Hence, in the regime V(x) = 0 we can transform the model into the one of free particle. It provides a natural explanation for the fact that there is no backscattering on the interface as T = 1. Let us elaborate the link the free particle system in the next subsection in the context of general profiles of strain and v₁₁(x).

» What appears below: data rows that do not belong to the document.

//! Infrastructure layer: storage adapters, the admin form, scheduled jobs
//! and the stock reconciler.

pub mod admin_form;
pub mod catalog;
pub mod command_dispatcher;
pub mod config;
pub mod directives;
pub mod form_token;
pub mod jobs;
pub mod meta_store;
pub mod reconciler;

#[cfg(feature = "postgres")]
pub mod pg;
use chrono::{DateTime, Utc};
use serde::{Deserialize, Serialize};

use stockdate_core::{Aggregate, AggregateRoot, DomainError, ProductId};

/// Stock status of a catalog product.
///
/// Serialized with the storefront's wire names (`instock`, `outofstock`,
/// `onbackorder`).
#[derive(Debug, Clone, Copy, PartialEq, Eq, Hash, Default, Serialize, Deserialize)]
#[serde(rename_all = "lowercase")]
pub enum StockStatus {
    #[default]
    InStock,
    OutOfStock,
    OnBackorder,
}

impl StockStatus {
    pub fn as_str(&self) -> &'static str {
        match self {
            StockStatus::InStock => "instock",
            StockStatus::OutOfStock => "outofstock",
            StockStatus::OnBackorder => "onbackorder",
        }
    }

    pub fn parse(s: &str) -> Result<Self, DomainError> {
        match s.trim().to_lowercase().as_str() {
            "instock" | "in_stock" => Ok(StockStatus::InStock),
            "outofstock" | "out_of_stock" => Ok(StockStatus::OutOfStock),
            "onbackorder" | "on_backorder" => Ok(StockStatus::OnBackorder),
            other => Err(DomainError::validation(format!(
                "unknown stock status: {other:?} (expected instock, outofstock or onbackorder)"
            ))),
        }
    }
}

impl core::fmt::Display for StockStatus {
    fn fmt(&self, f: &mut core::fmt::Formatter<'_>) -> core::fmt::Result {
        f.write_str(self.as_str())
    }
}

/// Who changed a product's stock status.
#[derive(Debug, Clone, Copy, PartialEq, Eq, Serialize, Deserialize)]
#[serde(rename_all = "lowercase")]
pub enum ChangeSource {
    /// A merchant or the host platform edited the product.
    Manual,
    /// The scheduled out-of-stock sweep.
    Scheduled,
}

/// Aggregate root: Product.
#[derive(Debug, Clone, PartialEq, Eq)]
pub struct Product {
    id: ProductId,
    sku: String,
    name: String,
    stock_status: StockStatus,
    version: u64,
    created: bool,
}

impl Product {
    /// Create an empty, not-yet-created aggregate instance.
    pub fn empty(id: ProductId) -> Self {
        Self {
            id,
            sku: String::new(),
            name: String::new(),
            stock_status: StockStatus::InStock,
            version: 0,
            created: false,
        }
    }

    /// Rebuild a product from persisted columns (storage adapters only).
    pub fn restore(
        id: ProductId,
        sku: String,
        name: String,
        stock_status: StockStatus,
        version: u64,
    ) -> Self {
        Self {
            id,
            sku,
            name,
            stock_status,
            version,
            created: true,
        }
    }

    pub fn id_typed(&self) -> ProductId {
        self.id
    }

    pub fn sku(&self) -> &str {
        &self.sku
    }

    pub fn name(&self) -> &str {
        &self.name
    }

    pub fn stock_status(&self) -> StockStatus {
        self.stock_status
    }
}

impl AggregateRoot for Product {
    type Id = ProductId;

    fn id(&self) -> &Self::Id {
        &self.id
    }

    fn version(&self) -> u64 {
        self.version
    }
}

/// Command: CreateProduct.
#[derive(Debug, Clone, PartialEq, Eq, Serialize, Deserialize)]
pub struct CreateProduct {
    pub product_id: ProductId,
    pub sku: String,
    pub name: String,
    pub occurred_at: DateTime<Utc>,
}

/// Command: SetStockStatus (manual edit, any direction).
#[derive(Debug, Clone, PartialEq, Eq, Serialize, Deserialize)]
pub struct SetStockStatus {
    pub product_id: ProductId,
    pub stock_status: StockStatus,
    pub occurred_at: DateTime<Utc>,
}

/// Command: MarkOutOfStock (scheduled sweep, forward only).
#[derive(Debug, Clone, PartialEq, Eq, Serialize, Deserialize)]
pub struct MarkOutOfStock {
    pub product_id: ProductId,
    pub occurred_at: DateTime<Utc>,
}

#[derive(Debug, Clone, PartialEq, Eq, Serialize, Deserialize)]
pub enum ProductCommand {
    CreateProduct(CreateProduct),
    SetStockStatus(SetStockStatus),
    MarkOutOfStock(MarkOutOfStock),
}

/// Event: ProductCreated.
#[derive(Debug, Clone, PartialEq, Eq, Serialize, Deserialize)]
pub struct ProductCreated {
    pub product_id: ProductId,
    pub sku: String,
    pub name: String,
    pub occurred_at: DateTime<Utc>,
}

/// Event: StockStatusChanged.
#[derive(Debug, Clone, PartialEq, Eq, Serialize, Deserialize)]
pub struct StockStatusChanged {
    pub product_id: ProductId,
    pub from: StockStatus,
    pub to: StockStatus,
    pub source: ChangeSource,
    pub occurred_at: DateTime<Utc>,
}

#[derive(Debug, Clone, PartialEq, Eq, Serialize, Deserialize)]
pub enum ProductEvent {
    ProductCreated(ProductCreated),
    StockStatusChanged(StockStatusChanged),
}

impl ProductEvent {
    pub fn event_type(&self) -> &'static str {
        match self {
            ProductEvent::ProductCreated(_) => "products.product.created",
            ProductEvent::StockStatusChanged(_) => "products.product.stock_status_changed",
        }
    }

    pub fn occurred_at(&self) -> DateTime<Utc> {
        match self {
            ProductEvent::ProductCreated(e) => e.occurred_at,
            ProductEvent::StockStatusChanged(e) => e.occurred_at,
        }
    }
}

impl Aggregate for Product {
    type Command = ProductCommand;
    type Event = ProductEvent;
    type Error = DomainError;

    fn apply(&mut self, event: &Self::Event) {
        match event {
            ProductEvent::ProductCreated(e) => {
                self.id = e.product_id;
                self.sku = e.sku.clone();
                self.name = e.name.clone();
                self.stock_status = StockStatus::InStock;
                self.created = true;
            }
            ProductEvent::StockStatusChanged(e) => {
                self.stock_status = e.to;
            }
        }

        self.version += 1;
    }

    fn handle(&self, command: &Self::Command) -> Result<Vec<Self::Event>, Self::Error> {
        match command {
            ProductCommand::CreateProduct(cmd) => self.handle_create(cmd),
            ProductCommand::SetStockStatus(cmd) => self.handle_set_stock_status(cmd),
            ProductCommand::MarkOutOfStock(cmd) => self.handle_mark_out_of_stock(cmd),
        }
    }
}
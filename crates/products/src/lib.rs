//! Products domain module.
//!
//! Business rules for catalog products and their scheduled out-of-stock
//! directives, implemented purely as deterministic domain logic (no IO, no
//! HTTP, no storage).

pub mod directive;
pub mod product;
pub mod sanitize;

pub use directive::{DateInputPolicy, DirectiveDecision, StockDirective, TargetDate};
pub use product::{
    ChangeSource, CreateProduct, MarkOutOfStock, Product, ProductCommand, ProductCreated,
    ProductEvent, SetStockStatus, StockStatus, StockStatusChanged,
};
pub use sanitize::sanitize_text_field;
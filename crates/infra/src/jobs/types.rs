//! Core recurring-job types.

use chrono::{DateTime, TimeDelta, Utc};
use serde::{Deserialize, Serialize};
use uuid::Uuid;

/// Unique job identifier.
#[derive(Debug, Clone, Copy, PartialEq, Eq, Hash, Serialize, Deserialize)]
#[serde(transparent)]
pub struct JobId(pub Uuid);

impl JobId {
    pub fn new() -> Self {
        Self(Uuid::now_v7())
    }
}

impl Default for JobId {
    fn default() -> Self {
        Self::new()
    }
}

impl std::fmt::Display for JobId {
    fn fmt(&self, f: &mut std::fmt::Formatter<'_>) -> std::fmt::Result {
        write!(f, "{}", self.0)
    }
}

/// Longest custom interval accepted (ten years).
pub const MAX_INTERVAL_SECS: u64 = 10 * 365 * 86_400;

/// How often a job repeats.
#[derive(Debug, Clone, Copy, PartialEq, Eq, Serialize, Deserialize)]
#[serde(rename_all = "snake_case")]
pub enum Recurrence {
    Hourly,
    TwiceDaily,
    Daily,
    Weekly,
    /// Custom interval in seconds, between one second and [`MAX_INTERVAL_SECS`].
    EverySecs(u64),
}

impl Recurrence {
    pub fn interval_secs(&self) -> i64 {
        match self {
            Recurrence::Hourly => 3_600,
            Recurrence::TwiceDaily => 43_200,
            Recurrence::Daily => 86_400,
            Recurrence::Weekly => 604_800,
            Recurrence::EverySecs(secs) => (*secs).clamp(1, MAX_INTERVAL_SECS) as i64,
        }
    }

    /// Parse a schedule name (`hourly`, `twicedaily`, `daily`, `weekly`) or a
    /// number of seconds up to [`MAX_INTERVAL_SECS`].
    pub fn parse(s: &str) -> Option<Self> {
        let s = s.trim().to_lowercase();
        match s.as_str() {
            "hourly" => Some(Recurrence::Hourly),
            "twicedaily" | "twice_daily" => Some(Recurrence::TwiceDaily),
            "daily" => Some(Recurrence::Daily),
            "weekly" => Some(Recurrence::Weekly),
            other => other
                .parse::<u64>()
                .ok()
                .filter(|secs| (1..=MAX_INTERVAL_SECS).contains(secs))
                .map(Recurrence::EverySecs),
        }
    }

    /// Next due time after a run that was due at `previous`.
    ///
    /// Normally `previous + interval`. When runs were missed, skip forward to
    /// the next interval boundary after `now` instead of catching up.
    pub fn next_after(&self, previous: DateTime<Utc>, now: DateTime<Utc>) -> DateTime<Utc> {
        let interval = self.interval_secs();
        let next = advance(previous, interval);
        if next > now {
            return next;
        }
        let elapsed = (now - previous).num_seconds().max(0);
        advance(now, interval - elapsed % interval)
    }
}

/// `from + secs`, saturating at the latest representable instant.
fn advance(from: DateTime<Utc>, secs: i64) -> DateTime<Utc> {
    TimeDelta::try_seconds(secs)
        .and_then(|step| from.checked_add_signed(step))
        .unwrap_or(DateTime::<Utc>::MAX_UTC)
}

/// Outcome of the last run of a job.
#[derive(Debug, Clone, PartialEq, Eq, Serialize, Deserialize)]
#[serde(rename_all = "snake_case", tag = "outcome")]
pub enum RunOutcome {
    Completed,
    Failed { error: String },
    /// Nothing was registered for the hook; the job was only rescheduled.
    NoHandler,
}

/// Result returned by a job handler.
#[derive(Debug, Clone, PartialEq, Eq)]
pub enum JobResult {
    Success,
    Failure(String),
}

/// A registered recurring job.
#[derive(Debug, Clone, Serialize, Deserialize)]
pub struct ScheduledJob {
    pub id: JobId,
    /// Hook name handlers are registered under.
    pub hook: String,
    pub recurrence: Recurrence,
    pub next_run_at: DateTime<Utc>,
    pub last_run_at: Option<DateTime<Utc>>,
    pub last_outcome: Option<RunOutcome>,
    pub run_count: u64,
    pub created_at: DateTime<Utc>,
}

impl ScheduledJob {
    pub fn new(hook: impl Into<String>, recurrence: Recurrence, first_run_at: DateTime<Utc>) -> Self {
        Self {
            id: JobId::new(),
            hook: hook.into(),
            recurrence,
            next_run_at: first_run_at,
            last_run_at: None,
            last_outcome: None,
            run_count: 0,
            created_at: Utc::now(),
        }
    }

    pub fn is_due(&self, now: DateTime<Utc>) -> bool {
        self.next_run_at <= now
    }

    /// Record a run at `now` and move `next_run_at` forward.
    pub fn record_run(&mut self, outcome: RunOutcome, now: DateTime<Utc>) {
        self.last_run_at = Some(now);
        self.last_outcome = Some(outcome);
        self.run_count += 1;
        self.next_run_at = self.recurrence.next_after(self.next_run_at, now);
    }
}
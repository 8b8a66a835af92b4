//! HTTP API application wiring (Axum router + service wiring).
//!
//! - `services.rs`: store selection, reconciler and job runner wiring
//! - `routes/`: HTTP routes + handlers (one file per area)
//! - `dto.rs`: request/response DTOs
//! - `errors.rs`: consistent error responses

use std::sync::Arc;

use axum::{Extension, Router, routing::get};
use tower::ServiceBuilder;

use crate::middleware;

pub mod dto;
pub mod errors;
pub mod routes;
pub mod services;

pub use services::{AppServices, build_services};

/// Build the full HTTP router over already-wired services.
pub fn router(services: Arc<AppServices>) -> Router {
    let auth_state = middleware::AuthState {
        admin_token: services.config.admin_token.as_deref().map(Arc::from),
    };

    let protected = routes::router()
        .layer(Extension(services))
        .layer(axum::middleware::from_fn_with_state(
            auth_state,
            middleware::auth_middleware,
        ));

    Router::new()
        .route("/health", get(routes::system::health))
        .merge(protected)
        .layer(ServiceBuilder::new())
}
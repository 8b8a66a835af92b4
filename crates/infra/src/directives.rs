//! Scheduled-stock directives persisted as product attributes.

use stockdate_core::ProductId;
use stockdate_products::{StockDirective, TargetDate};

use crate::meta_store::{MetaStore, MetaStoreError};

/// Attribute holding the target date (`YYYY-MM-DD` or empty).
pub const DATE_META_KEY: &str = "_custom_stock_management_date";

/// Attribute holding the enabled flag (`"0"` or `"1"`).
pub const ENABLED_META_KEY: &str = "_custom_stock_management_auto_out_of_stock";

/// Reads and writes directives through a [`MetaStore`].
#[derive(Debug, Clone)]
pub struct DirectiveRepository<M> {
    meta: M,
}

impl<M: MetaStore> DirectiveRepository<M> {
    pub fn new(meta: M) -> Self {
        Self { meta }
    }

    /// Current directive for a product; defaults when never saved.
    pub fn read(&self, product_id: ProductId) -> Result<StockDirective, MetaStoreError> {
        let target_date = self
            .meta
            .get_meta(product_id, DATE_META_KEY)?
            .and_then(TargetDate::new);
        let enabled = self
            .meta
            .get_meta(product_id, ENABLED_META_KEY)?
            .as_deref()
            .is_some_and(decode_flag);

        Ok(StockDirective::new(target_date, enabled))
    }

    /// Overwrite both attributes.
    pub fn write(
        &self,
        product_id: ProductId,
        directive: &StockDirective,
    ) -> Result<(), MetaStoreError> {
        let flag = if directive.enabled { "1" } else { "0" };
        self.meta.update_meta(product_id, ENABLED_META_KEY, flag)?;

        let date = directive
            .target_date
            .as_ref()
            .map(TargetDate::as_str)
            .unwrap_or("");
        self.meta.update_meta(product_id, DATE_META_KEY, date)
    }
}

/// Only `"1"` counts as enabled.
fn decode_flag(raw: &str) -> bool {
    raw.trim() == "1"
}
use std::sync::Arc;

use anyhow::Context;

use stockdate_api::app;
use stockdate_infra::config::AppConfig;

#[tokio::main]
async fn main() -> anyhow::Result<()> {
    stockdate_observability::init();

    let config = AppConfig::from_env().context("invalid configuration")?;
    if config.admin_token.is_none() {
        tracing::warn!("STOCKDATE_ADMIN_TOKEN not set; admin endpoints are unauthenticated");
    }

    let services = Arc::new(app::build_services(config.clone()).await?);
    services.ensure_sweep_scheduled()?;
    let runner = services.spawn_job_runner()?;

    let listener = tokio::net::TcpListener::bind(config.bind_addr)
        .await
        .with_context(|| format!("failed to bind {}", config.bind_addr))?;

    tracing::info!("listening on {}", listener.local_addr()?);

    axum::serve(listener, app::router(services))
        .with_graceful_shutdown(shutdown_signal())
        .await
        .context("server error")?;

    tokio::task::spawn_blocking(move || runner.shutdown()).await?;
    Ok(())
}

async fn shutdown_signal() {
    if let Err(e) = tokio::signal::ctrl_c().await {
        tracing::error!(error = %e, "failed to listen for shutdown signal");
    }
    tracing::info!("shutting down");
}
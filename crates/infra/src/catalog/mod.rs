//! Product catalog storage (the host's product records).

pub mod in_memory;
#[cfg(feature = "postgres")]
pub mod postgres;

use std::sync::Arc;

use stockdate_core::ProductId;
use stockdate_products::Product;

pub use in_memory::InMemoryProductCatalog;
#[cfg(feature = "postgres")]
pub use postgres::PostgresProductCatalog;

/// Product catalog abstraction.
pub trait ProductCatalog: Send + Sync {
    /// Every product id currently in the catalog.
    fn list_ids(&self) -> Result<Vec<ProductId>, CatalogError>;

    /// Load one product. `None` if it does not exist (or no longer exists).
    fn load(&self, product_id: ProductId) -> Result<Option<Product>, CatalogError>;

    /// Persist a product's current state.
    fn save(&self, product: &Product) -> Result<(), CatalogError>;
}

impl<S> ProductCatalog for Arc<S>
where
    S: ProductCatalog + ?Sized,
{
    fn list_ids(&self) -> Result<Vec<ProductId>, CatalogError> {
        (**self).list_ids()
    }

    fn load(&self, product_id: ProductId) -> Result<Option<Product>, CatalogError> {
        (**self).load(product_id)
    }

    fn save(&self, product: &Product) -> Result<(), CatalogError> {
        (**self).save(product)
    }
}

/// Catalog storage error.
#[derive(Debug, Clone, thiserror::Error)]
pub enum CatalogError {
    #[error("storage error: {0}")]
    Storage(String),
}
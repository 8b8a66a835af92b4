//! Operator endpoints: manual sweep and job listing.

use std::sync::Arc;

use axum::{
    Json, Router,
    extract::Extension,
    http::StatusCode,
    response::IntoResponse,
    routing::{get, post},
};
use tracing::info;

use stockdate_infra::jobs::JobStore;

use crate::app::errors;
use crate::app::services::AppServices;

pub fn router() -> Router {
    Router::new()
        .route("/stock-sweep", post(run_stock_sweep))
        .route("/jobs", get(list_jobs))
}

/// Run a sweep now, outside the schedule.
pub async fn run_stock_sweep(
    Extension(services): Extension<Arc<AppServices>>,
) -> axum::response::Response {
    info!("manual stock sweep requested");
    match services.reconciler.sweep() {
        Ok(report) => Json(report).into_response(),
        Err(e) => errors::catalog_error_to_response(e),
    }
}

pub async fn list_jobs(
    Extension(services): Extension<Arc<AppServices>>,
) -> axum::response::Response {
    match services.jobs.list() {
        Ok(jobs) => Json(jobs).into_response(),
        Err(e) => errors::json_error(StatusCode::INTERNAL_SERVER_ERROR, "store_error", e.to_string()),
    }
}
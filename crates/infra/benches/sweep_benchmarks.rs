use criterion::{BenchmarkId, Criterion, Throughput, black_box, criterion_group, criterion_main};

use chrono::NaiveDate;
use std::sync::Arc;
use stockdate_core::ProductId;
use stockdate_infra::catalog::{InMemoryProductCatalog, ProductCatalog};
use stockdate_infra::directives::DirectiveRepository;
use stockdate_infra::meta_store::InMemoryMetaStore;
use stockdate_infra::reconciler::{FixedClock, StockReconciler};
use stockdate_products::{Product, StockDirective, StockStatus, TargetDate};

fn today() -> NaiveDate {
    NaiveDate::from_ymd_opt(2024, 6, 1).unwrap()
}

/// Catalog where every fourth product is due; the rest are split between
/// future dates, disabled directives and no directive at all.
fn setup_catalog(
    size: usize,
) -> (Arc<InMemoryProductCatalog>, Arc<InMemoryMetaStore>) {
    let catalog = Arc::new(InMemoryProductCatalog::new());
    let meta = Arc::new(InMemoryMetaStore::new());
    let directives = DirectiveRepository::new(meta.clone());

    for i in 0..size {
        let id = ProductId::new();
        catalog
            .save(&Product::restore(
                id,
                format!("SKU-{i}"),
                format!("Product {i}"),
                StockStatus::InStock,
                1,
            ))
            .unwrap();

        let directive = match i % 4 {
            0 => Some(StockDirective::new(TargetDate::new("2024-05-31"), true)),
            1 => Some(StockDirective::new(TargetDate::new("2099-01-01"), true)),
            2 => Some(StockDirective::new(TargetDate::new("2024-01-01"), false)),
            _ => None,
        };
        if let Some(d) = directive {
            directives.write(id, &d).unwrap();
        }
    }

    (catalog, meta)
}

fn bench_sweep_throughput(c: &mut Criterion) {
    let mut group = c.benchmark_group("sweep_throughput");

    for size in [100usize, 1_000, 10_000].iter() {
        group.throughput(Throughput::Elements(*size as u64));
        group.bench_with_input(BenchmarkId::from_parameter(size), size, |b, &size| {
            b.iter_batched(
                || {
                    let (catalog, meta) = setup_catalog(size);
                    StockReconciler::new(
                        catalog,
                        DirectiveRepository::new(meta),
                        FixedClock::new(today()),
                    )
                },
                |reconciler| black_box(reconciler.sweep().unwrap()),
                criterion::BatchSize::LargeInput,
            );
        });
    }

    group.finish();
}

fn bench_idle_sweep(c: &mut Criterion) {
    let mut group = c.benchmark_group("idle_sweep");

    // Second and later sweeps find nothing new to mark.
    let (catalog, meta) = setup_catalog(1_000);
    let reconciler = StockReconciler::new(
        catalog,
        DirectiveRepository::new(meta),
        FixedClock::new(today()),
    );
    reconciler.sweep().unwrap();

    group.bench_function("already_reconciled_1000", |b| {
        b.iter(|| black_box(reconciler.sweep().unwrap()));
    });

    group.finish();
}

criterion_group!(benches, bench_sweep_throughput, bench_idle_sweep);
criterion_main!(benches);
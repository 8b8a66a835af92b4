//! `stockdate-core`: domain foundation building blocks.
//!
//! This crate contains **pure domain** primitives (no infrastructure concerns).

pub mod aggregate;
pub mod error;
pub mod id;
pub mod value_object;

pub use aggregate::{Aggregate, AggregateRoot};
pub use error::{DomainError, DomainResult};
pub use id::ProductId;
pub use value_object::ValueObject;
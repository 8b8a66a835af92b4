//! Value object trait: equality by value, not identity.

/// Marker trait for value objects.
///
/// Value objects have **no identity**: two instances with the same attribute
/// values are the same value. They are immutable; to "modify" one, build a
/// new one.
///
/// ```ignore
/// #[derive(Debug, Clone, PartialEq, Eq)]
/// struct StockDirective {
///     target_date: Option<TargetDate>,
///     enabled: bool,
/// }
///
/// impl ValueObject for StockDirective {}
/// ```
pub trait ValueObject: Clone + PartialEq + core::fmt::Debug {}
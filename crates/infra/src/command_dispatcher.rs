//! Command execution pipeline for the product aggregate.
//!
//! ```text
//! Command
//!   ↓
//! 1. Load product from the catalog (or start from an empty aggregate)
//!   ↓
//! 2. Handle command (pure decision logic, produces events)
//!   ↓
//! 3. Apply events and save the product (skipped when no events)
//! ```
//!
//! This module contains no IO itself; it composes the `ProductCatalog` trait.

use tracing::debug;

use stockdate_core::{Aggregate, AggregateRoot, DomainError, ProductId};
use stockdate_products::{Product, ProductCommand, ProductEvent};

use crate::catalog::{CatalogError, ProductCatalog};

#[derive(Debug, thiserror::Error)]
pub enum DispatchError {
    /// Domain validation failure (deterministic).
    #[error("validation failed: {0}")]
    Validation(String),
    /// Domain invariant failure (deterministic).
    #[error("invariant violated: {0}")]
    InvariantViolation(String),
    /// The command conflicts with current state (e.g. duplicate create).
    #[error("conflict: {0}")]
    Conflict(String),
    /// The product does not exist.
    #[error("not found")]
    NotFound,
    /// Loading or saving the product failed.
    #[error(transparent)]
    Catalog(#[from] CatalogError),
}

impl From<DomainError> for DispatchError {
    fn from(value: DomainError) -> Self {
        match value {
            DomainError::Validation(msg) => DispatchError::Validation(msg),
            DomainError::InvariantViolation(msg) => DispatchError::InvariantViolation(msg),
            DomainError::Conflict(msg) => DispatchError::Conflict(msg),
            DomainError::NotFound => DispatchError::NotFound,
            DomainError::InvalidId(msg) => DispatchError::Validation(msg),
        }
    }
}

/// Runs product commands against a catalog.
///
/// Writes are last-writer-wins: there is no version check between load and
/// save, matching the attribute-level semantics of the host platform.
#[derive(Debug)]
pub struct CommandDispatcher<C> {
    catalog: C,
}

impl<C> CommandDispatcher<C> {
    pub fn new(catalog: C) -> Self {
        Self { catalog }
    }

    pub fn catalog(&self) -> &C {
        &self.catalog
    }
}

impl<C: ProductCatalog> CommandDispatcher<C> {
    /// Dispatch a command and return the events it produced.
    ///
    /// An empty result means the command was a no-op and nothing was saved.
    pub fn dispatch(
        &self,
        product_id: ProductId,
        command: ProductCommand,
    ) -> Result<Vec<ProductEvent>, DispatchError> {
        let mut product = self
            .catalog
            .load(product_id)?
            .unwrap_or_else(|| Product::empty(product_id));

        let events = product.handle(&command)?;
        if events.is_empty() {
            return Ok(events);
        }

        for event in &events {
            product.apply(event);
        }
        self.catalog.save(&product)?;

        for event in &events {
            debug!(
                product_id = %product_id,
                event_type = event.event_type(),
                version = product.version(),
                "product event committed"
            );
        }

        Ok(events)
    }
}
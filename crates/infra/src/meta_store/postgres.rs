//! Postgres-backed attribute store (`product_meta` table).

use std::sync::Arc;

use sqlx::{PgPool, Row};

use stockdate_core::ProductId;

use super::{MetaStore, MetaStoreError};
use crate::pg::block_on;

/// Postgres-backed attribute store.
///
/// One row per `(product_id, meta_key)`; writes are upserts so concurrent
/// form saves and sweeps stay last-writer-wins.
#[derive(Debug, Clone)]
pub struct PostgresMetaStore {
    pool: Arc<PgPool>,
}

impl PostgresMetaStore {
    pub fn new(pool: PgPool) -> Self {
        Self {
            pool: Arc::new(pool),
        }
    }
}

impl MetaStore for PostgresMetaStore {
    fn get_meta(&self, product_id: ProductId, key: &str) -> Result<Option<String>, MetaStoreError> {
        let pool = self.pool.clone();
        let row = block_on(async move {
            sqlx::query(
                r#"
                SELECT meta_value
                FROM product_meta
                WHERE product_id = $1 AND meta_key = $2
                "#,
            )
            .bind(product_id.as_uuid())
            .bind(key)
            .fetch_optional(&*pool)
            .await
        })
        .map_err(MetaStoreError::Storage)?;

        row.map(|r| r.try_get::<String, _>("meta_value"))
            .transpose()
            .map_err(|e| MetaStoreError::Storage(e.to_string()))
    }

    fn update_meta(
        &self,
        product_id: ProductId,
        key: &str,
        value: &str,
    ) -> Result<(), MetaStoreError> {
        let pool = self.pool.clone();
        block_on(async move {
            sqlx::query(
                r#"
                INSERT INTO product_meta (product_id, meta_key, meta_value)
                VALUES ($1, $2, $3)
                ON CONFLICT (product_id, meta_key)
                DO UPDATE SET meta_value = EXCLUDED.meta_value, updated_at = NOW()
                "#,
            )
            .bind(product_id.as_uuid())
            .bind(key)
            .bind(value)
            .execute(&*pool)
            .await
        })
        .map(|_| ())
        .map_err(MetaStoreError::Storage)
    }
}
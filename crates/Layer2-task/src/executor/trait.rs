//! Executor trait

use async_trait::async_trait;
use tasktrack_foundation::{Result, Task};

/// Executor trait - implement to add new execution backends
///
/// `Ok(output)` completes the task with `output` as its result; `Err` fails it
/// with the error's text. A panic inside `execute` is caught by the scheduler
/// and also fails the task.
#[async_trait]
pub trait Executor: Send + Sync {
    /// Execute a task's command
    async fn execute(&self, task: &Task) -> Result<String>;

    /// Get executor name
    fn name(&self) -> &'static str;
}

We shall show that the Hamiltonian in (7) can be mapped to the free-particle energy operator for V(x) = 0. We suppose that the electrostatic potential induced by the deformation is compensated by the external electrostatic field. The Dirac equation for the free particle reads as

$$\begin{equation}{H}_{0}\left(r,s\right){\Phi}\left(r,s,t\right)={v}_{0}\left(-i{\sigma }_{1}{\partial }_{r}-i{\sigma }_{2}{\partial }_{s}\right){\Phi}\left(r,s,t\right)=i{\partial }_{t}{\Phi}\left(r,s,t\right).\end{equation} \tag{ 19 }$$

We define transformation of coordinates

$$\begin{align}\hfill \begin{aligned}\hfill r& =\mathrm{sin}\;\gamma \;y+\mathrm{cos}\;\gamma \;{\int }_{0}^{x}\frac{{v}_{0}}{{\mathbf{v}}_{11}\left(q\right)}\mathrm{d}q,\hfill \\ \hfill s& =\mathrm{cos}\;\gamma \;y-\mathrm{sin}\;\gamma \;{\int }_{0}^{x}\frac{{v}_{0}}{{\mathbf{v}}_{11}\left(q\right)}\mathrm{d}q,\quad \gamma \in \left(0,\pi /2\right)\hfill \end{aligned}\end{align} \tag{ 20 }$$

and the operator

$$\begin{equation}G\left(x\right)={\left(\frac{{\mathbf{v}}_{11}\left(x\right)}{{v}_{0}}\right)}^{1/2}\mathrm{exp}\left(\mathrm{i}{\sigma }_{3}\frac{\gamma }{2}+\frac{\mathrm{i}\;{v}_{0}\;\beta }{2a}{\int }_{0}^{x}\frac{{\mathbf{u}}_{11}\left(q\right)}{{\mathbf{v}}_{11}\left(q\right)}\mathrm{d}q\right).\end{equation} \tag{ 21 }$$

Then we have

$$\begin{equation}H\left(x,y\right)={G}^{-1}\left(x\right){H}_{0}\left(r\left(x,y\right),s\left(x,y\right)\right)G\left(x\right).\end{equation} \tag{ 22 }$$

The solutions of i∂_tΦ(r, s, t) = H₀Φ(r, s, t) transform as

$$\begin{equation}\begin{aligned}\hfill {\Psi}\left(x,y,t\right)& =G{\left(x\right)}^{-1}{\Phi}\left(r\left(x,y\right),s\left(x,y\right),t\right),\hfill \\ H\left(x,y\right){\Psi}\left(x,y,t\right)\hfill & =i{\partial }_{t}{\Psi}\left(x,y,t\right).\end{aligned}\end{equation} \tag{ 23 }$$

It can be verified by direct calculation that the transformation preserves the norm,

$$\begin{align}{\int }_{{\mathbb{R}}^{2}}\vert {\Psi}\left(x,y,t\right){\vert }^{2}\mathrm{d}x\mathrm{d}y={\int }_{{\mathbb{R}}^{2}}{\left\vert {\left(\frac{{\mathbf{v}}_{11}\left(x\right)}{{v}_{0}}\right)}^{-1/2}{\Phi}\left(r\left(x,y\right),s\left(x,y\right),t\right)\right\vert }^{2}\mathrm{d}x\mathrm{d}y\hfill \\ ={\int }_{{\mathbb{R}}^{2}}\vert {\Phi}\left(r,s,t\right){\vert }^{2}\mathrm{d}r\mathrm{d}s.\end{align} \tag{ 24 }$$

It is worth noticing that the transformation discussed in [17] coincides with the one discussed here for γ = 0. By varying γ, we can adjust the angle of the incident wave Ψ(x, y, t) while keeping Φ(r, s, t) independent of γ. It is also worth noting that a similar transformation can be used to provide alternative explanation for Klein tunneling on the electrostatic barriers [42]. In our current case, it demonstrates that elimination of V(x) in (7) implies the total transmission T = 1.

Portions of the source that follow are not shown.